Dataset entries
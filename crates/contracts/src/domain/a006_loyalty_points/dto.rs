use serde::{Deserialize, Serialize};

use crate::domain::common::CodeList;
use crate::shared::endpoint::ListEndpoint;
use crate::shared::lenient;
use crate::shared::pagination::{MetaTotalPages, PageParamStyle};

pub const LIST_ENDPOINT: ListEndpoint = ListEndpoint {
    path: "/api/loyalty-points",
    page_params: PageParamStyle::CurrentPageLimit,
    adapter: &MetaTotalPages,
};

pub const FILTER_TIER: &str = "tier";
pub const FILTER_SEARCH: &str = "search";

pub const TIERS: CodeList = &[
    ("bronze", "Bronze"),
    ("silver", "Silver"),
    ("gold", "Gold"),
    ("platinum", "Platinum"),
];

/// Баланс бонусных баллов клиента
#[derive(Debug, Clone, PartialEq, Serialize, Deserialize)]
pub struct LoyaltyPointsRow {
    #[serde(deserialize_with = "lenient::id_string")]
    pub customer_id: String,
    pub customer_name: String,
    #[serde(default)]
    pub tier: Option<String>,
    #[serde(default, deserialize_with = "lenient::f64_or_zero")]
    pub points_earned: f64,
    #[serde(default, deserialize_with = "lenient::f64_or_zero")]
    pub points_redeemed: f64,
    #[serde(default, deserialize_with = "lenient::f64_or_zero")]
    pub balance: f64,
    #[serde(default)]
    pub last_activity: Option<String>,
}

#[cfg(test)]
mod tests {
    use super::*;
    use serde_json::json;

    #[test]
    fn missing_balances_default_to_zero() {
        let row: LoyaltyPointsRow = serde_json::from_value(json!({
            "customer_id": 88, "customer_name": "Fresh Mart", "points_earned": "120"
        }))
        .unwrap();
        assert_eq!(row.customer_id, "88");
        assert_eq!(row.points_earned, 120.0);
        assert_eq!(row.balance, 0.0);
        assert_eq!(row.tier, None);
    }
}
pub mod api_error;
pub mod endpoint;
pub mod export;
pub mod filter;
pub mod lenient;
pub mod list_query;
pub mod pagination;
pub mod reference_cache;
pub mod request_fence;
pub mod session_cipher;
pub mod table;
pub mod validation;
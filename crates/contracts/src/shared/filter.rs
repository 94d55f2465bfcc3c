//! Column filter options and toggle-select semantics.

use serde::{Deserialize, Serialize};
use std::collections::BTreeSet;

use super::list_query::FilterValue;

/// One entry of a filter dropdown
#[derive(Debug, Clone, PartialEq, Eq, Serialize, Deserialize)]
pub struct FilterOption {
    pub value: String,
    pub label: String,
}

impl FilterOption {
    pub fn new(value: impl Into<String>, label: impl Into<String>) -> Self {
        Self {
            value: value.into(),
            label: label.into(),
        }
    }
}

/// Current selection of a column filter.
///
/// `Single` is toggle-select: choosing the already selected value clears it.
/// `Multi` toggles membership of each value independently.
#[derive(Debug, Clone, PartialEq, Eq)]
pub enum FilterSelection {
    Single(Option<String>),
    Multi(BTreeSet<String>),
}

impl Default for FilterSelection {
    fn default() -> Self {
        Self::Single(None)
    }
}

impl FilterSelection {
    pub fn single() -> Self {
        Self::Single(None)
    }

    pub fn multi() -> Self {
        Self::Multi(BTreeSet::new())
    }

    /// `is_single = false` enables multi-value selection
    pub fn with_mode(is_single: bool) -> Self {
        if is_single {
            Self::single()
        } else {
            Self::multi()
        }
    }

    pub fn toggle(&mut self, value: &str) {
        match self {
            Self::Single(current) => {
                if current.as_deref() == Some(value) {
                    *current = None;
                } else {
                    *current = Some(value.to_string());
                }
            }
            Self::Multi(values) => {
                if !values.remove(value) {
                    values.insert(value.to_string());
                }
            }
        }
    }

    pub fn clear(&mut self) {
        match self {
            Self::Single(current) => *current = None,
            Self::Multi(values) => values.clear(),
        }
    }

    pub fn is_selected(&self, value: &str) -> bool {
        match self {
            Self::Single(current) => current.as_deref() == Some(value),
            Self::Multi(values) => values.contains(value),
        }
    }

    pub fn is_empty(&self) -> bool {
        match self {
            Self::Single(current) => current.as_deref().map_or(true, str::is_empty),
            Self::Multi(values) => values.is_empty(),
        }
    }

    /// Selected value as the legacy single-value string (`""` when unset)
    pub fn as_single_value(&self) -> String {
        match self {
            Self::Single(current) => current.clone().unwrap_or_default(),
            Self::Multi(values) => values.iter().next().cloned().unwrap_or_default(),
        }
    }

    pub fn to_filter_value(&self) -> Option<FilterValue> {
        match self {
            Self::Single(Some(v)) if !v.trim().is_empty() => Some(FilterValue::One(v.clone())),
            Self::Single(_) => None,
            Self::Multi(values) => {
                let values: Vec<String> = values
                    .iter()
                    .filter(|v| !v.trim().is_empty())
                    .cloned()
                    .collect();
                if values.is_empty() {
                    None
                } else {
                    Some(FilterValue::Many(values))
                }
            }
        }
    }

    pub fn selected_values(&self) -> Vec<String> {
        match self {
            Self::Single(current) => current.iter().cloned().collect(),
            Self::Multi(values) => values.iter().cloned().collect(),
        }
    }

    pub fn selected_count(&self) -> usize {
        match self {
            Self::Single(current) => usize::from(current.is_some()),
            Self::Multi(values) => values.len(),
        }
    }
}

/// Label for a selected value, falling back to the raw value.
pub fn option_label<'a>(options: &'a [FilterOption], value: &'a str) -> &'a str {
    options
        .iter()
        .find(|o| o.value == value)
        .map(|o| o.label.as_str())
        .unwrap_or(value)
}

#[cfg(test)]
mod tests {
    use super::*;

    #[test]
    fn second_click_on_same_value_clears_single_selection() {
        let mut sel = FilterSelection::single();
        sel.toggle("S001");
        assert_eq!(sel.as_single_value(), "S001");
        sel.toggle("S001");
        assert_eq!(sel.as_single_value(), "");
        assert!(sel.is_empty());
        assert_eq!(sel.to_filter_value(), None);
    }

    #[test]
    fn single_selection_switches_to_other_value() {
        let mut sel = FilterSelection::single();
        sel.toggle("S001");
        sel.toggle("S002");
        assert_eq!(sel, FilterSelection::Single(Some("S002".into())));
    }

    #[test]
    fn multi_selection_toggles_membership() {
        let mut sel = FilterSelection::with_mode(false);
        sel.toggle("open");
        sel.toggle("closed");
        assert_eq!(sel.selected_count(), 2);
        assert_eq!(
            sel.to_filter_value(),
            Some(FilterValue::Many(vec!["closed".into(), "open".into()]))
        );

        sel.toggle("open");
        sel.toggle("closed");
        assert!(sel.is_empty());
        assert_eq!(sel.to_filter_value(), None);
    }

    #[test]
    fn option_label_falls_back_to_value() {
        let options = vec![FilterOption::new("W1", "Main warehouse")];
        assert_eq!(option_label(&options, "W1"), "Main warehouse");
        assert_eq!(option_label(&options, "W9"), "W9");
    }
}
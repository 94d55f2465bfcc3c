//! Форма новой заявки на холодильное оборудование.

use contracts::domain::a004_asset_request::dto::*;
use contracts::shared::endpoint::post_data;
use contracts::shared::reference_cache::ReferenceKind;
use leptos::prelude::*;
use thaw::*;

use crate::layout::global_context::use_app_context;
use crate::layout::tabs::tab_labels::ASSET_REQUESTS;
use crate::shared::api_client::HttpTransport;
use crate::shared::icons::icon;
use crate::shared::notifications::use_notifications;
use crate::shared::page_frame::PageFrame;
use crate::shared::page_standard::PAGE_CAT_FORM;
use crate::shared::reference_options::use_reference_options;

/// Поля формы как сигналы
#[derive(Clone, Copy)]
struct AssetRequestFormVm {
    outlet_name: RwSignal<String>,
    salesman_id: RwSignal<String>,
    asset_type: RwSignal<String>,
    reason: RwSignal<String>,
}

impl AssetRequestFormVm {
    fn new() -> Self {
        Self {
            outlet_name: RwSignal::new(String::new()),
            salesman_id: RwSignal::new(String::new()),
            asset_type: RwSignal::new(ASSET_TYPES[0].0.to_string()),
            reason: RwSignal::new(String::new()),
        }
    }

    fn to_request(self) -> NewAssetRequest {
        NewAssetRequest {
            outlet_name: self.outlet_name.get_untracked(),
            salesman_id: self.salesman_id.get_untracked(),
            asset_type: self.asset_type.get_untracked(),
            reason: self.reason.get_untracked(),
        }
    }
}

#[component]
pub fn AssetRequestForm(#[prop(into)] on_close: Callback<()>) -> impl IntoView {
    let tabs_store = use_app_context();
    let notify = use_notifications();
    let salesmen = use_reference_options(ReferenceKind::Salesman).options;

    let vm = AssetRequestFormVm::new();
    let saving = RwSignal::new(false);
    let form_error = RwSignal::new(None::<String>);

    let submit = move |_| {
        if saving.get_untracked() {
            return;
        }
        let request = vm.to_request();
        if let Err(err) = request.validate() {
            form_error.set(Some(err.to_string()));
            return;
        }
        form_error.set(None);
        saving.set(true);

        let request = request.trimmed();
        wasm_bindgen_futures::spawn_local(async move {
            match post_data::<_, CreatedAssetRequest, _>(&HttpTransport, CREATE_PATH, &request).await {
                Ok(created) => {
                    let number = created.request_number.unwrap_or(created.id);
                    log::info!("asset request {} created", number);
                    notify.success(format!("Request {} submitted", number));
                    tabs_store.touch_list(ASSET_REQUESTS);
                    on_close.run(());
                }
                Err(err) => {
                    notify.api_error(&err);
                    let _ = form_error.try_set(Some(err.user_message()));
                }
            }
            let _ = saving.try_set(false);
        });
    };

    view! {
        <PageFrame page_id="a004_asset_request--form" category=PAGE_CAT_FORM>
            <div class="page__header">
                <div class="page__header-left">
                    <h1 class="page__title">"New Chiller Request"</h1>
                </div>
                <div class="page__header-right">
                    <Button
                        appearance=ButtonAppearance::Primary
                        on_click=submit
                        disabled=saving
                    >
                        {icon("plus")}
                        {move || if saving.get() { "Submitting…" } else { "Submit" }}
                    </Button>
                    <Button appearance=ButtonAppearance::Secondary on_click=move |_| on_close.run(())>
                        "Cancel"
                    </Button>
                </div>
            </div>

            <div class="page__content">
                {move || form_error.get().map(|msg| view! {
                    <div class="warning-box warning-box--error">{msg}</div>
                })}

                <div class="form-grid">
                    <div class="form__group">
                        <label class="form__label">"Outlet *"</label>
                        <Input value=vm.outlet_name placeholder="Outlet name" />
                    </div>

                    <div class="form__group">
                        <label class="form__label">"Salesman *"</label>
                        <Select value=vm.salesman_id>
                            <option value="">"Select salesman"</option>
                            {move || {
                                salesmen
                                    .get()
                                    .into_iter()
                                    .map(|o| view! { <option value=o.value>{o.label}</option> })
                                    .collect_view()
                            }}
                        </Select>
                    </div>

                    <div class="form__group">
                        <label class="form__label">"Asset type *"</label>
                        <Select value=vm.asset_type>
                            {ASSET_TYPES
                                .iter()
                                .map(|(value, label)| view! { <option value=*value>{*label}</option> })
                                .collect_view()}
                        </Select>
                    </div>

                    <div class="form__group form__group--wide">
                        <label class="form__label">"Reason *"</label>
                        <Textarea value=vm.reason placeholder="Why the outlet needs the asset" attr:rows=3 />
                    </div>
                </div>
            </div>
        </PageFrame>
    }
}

-- WORK ORDER --
Gather each line in the data that holds the string "BTreeSet".

-- FINISHED EXERCISE --
use std::collections::BTreeSet;
    Multi(BTreeSet<String>),
        Self::Multi(BTreeSet::new())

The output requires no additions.